Using the data below, copy out all lines with the word "count".
= = = =
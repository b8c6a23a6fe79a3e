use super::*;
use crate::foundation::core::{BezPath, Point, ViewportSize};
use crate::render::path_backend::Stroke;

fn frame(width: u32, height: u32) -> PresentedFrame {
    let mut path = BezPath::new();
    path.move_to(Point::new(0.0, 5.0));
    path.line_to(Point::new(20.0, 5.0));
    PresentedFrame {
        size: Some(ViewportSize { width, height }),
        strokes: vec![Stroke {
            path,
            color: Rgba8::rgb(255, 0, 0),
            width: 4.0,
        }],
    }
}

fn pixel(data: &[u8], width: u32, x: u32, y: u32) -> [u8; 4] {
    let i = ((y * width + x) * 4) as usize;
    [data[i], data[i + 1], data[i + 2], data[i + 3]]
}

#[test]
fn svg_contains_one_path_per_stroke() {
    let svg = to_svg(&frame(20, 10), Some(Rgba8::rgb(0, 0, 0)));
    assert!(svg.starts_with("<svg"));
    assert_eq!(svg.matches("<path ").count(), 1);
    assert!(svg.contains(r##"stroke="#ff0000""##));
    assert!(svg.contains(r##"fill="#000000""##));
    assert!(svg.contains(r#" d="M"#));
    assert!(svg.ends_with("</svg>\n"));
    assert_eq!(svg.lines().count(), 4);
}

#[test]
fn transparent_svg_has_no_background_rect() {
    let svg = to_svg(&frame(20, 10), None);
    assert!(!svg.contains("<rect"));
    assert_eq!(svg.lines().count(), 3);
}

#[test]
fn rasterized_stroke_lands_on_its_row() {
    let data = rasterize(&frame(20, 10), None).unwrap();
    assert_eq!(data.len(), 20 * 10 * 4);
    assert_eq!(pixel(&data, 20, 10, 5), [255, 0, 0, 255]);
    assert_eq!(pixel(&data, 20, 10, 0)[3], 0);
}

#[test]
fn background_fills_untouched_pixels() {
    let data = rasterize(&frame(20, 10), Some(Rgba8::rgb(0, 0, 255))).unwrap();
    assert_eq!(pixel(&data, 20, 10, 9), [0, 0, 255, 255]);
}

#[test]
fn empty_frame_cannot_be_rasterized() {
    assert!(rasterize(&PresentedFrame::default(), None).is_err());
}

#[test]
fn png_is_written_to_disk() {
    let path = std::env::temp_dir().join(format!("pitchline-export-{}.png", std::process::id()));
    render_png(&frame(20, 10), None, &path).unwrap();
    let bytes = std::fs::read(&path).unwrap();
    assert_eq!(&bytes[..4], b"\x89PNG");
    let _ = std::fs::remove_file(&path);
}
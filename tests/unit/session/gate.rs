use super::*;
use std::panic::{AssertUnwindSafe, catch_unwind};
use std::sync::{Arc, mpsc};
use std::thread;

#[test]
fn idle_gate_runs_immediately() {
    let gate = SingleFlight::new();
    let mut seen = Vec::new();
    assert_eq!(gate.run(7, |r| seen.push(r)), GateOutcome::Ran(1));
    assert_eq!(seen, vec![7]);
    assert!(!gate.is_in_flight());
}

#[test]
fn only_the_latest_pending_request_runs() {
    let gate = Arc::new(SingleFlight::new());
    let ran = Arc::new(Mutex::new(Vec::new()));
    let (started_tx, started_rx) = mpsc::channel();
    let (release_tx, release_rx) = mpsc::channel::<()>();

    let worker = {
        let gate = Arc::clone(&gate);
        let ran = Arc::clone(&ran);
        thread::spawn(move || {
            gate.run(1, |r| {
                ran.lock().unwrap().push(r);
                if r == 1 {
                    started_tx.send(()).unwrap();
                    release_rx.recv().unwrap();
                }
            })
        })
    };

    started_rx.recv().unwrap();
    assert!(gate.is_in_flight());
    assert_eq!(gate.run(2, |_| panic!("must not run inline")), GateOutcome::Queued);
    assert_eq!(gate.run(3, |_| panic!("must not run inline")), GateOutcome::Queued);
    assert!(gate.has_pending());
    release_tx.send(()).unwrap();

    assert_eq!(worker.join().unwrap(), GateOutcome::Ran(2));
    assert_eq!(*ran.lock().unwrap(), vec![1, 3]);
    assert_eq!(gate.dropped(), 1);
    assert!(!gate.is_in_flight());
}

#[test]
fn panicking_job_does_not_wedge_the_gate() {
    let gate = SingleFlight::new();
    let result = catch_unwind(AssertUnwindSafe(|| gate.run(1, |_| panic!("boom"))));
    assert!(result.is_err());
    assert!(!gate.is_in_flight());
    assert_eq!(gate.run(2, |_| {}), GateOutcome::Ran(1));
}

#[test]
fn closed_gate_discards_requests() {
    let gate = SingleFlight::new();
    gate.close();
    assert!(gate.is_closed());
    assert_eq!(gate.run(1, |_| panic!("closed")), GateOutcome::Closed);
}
= = = =
Completed exercise |
    assert_eq!(svg.matches("<path ").count(), 1);
    assert_eq!(svg.lines().count(), 4);
    assert_eq!(svg.lines().count(), 3);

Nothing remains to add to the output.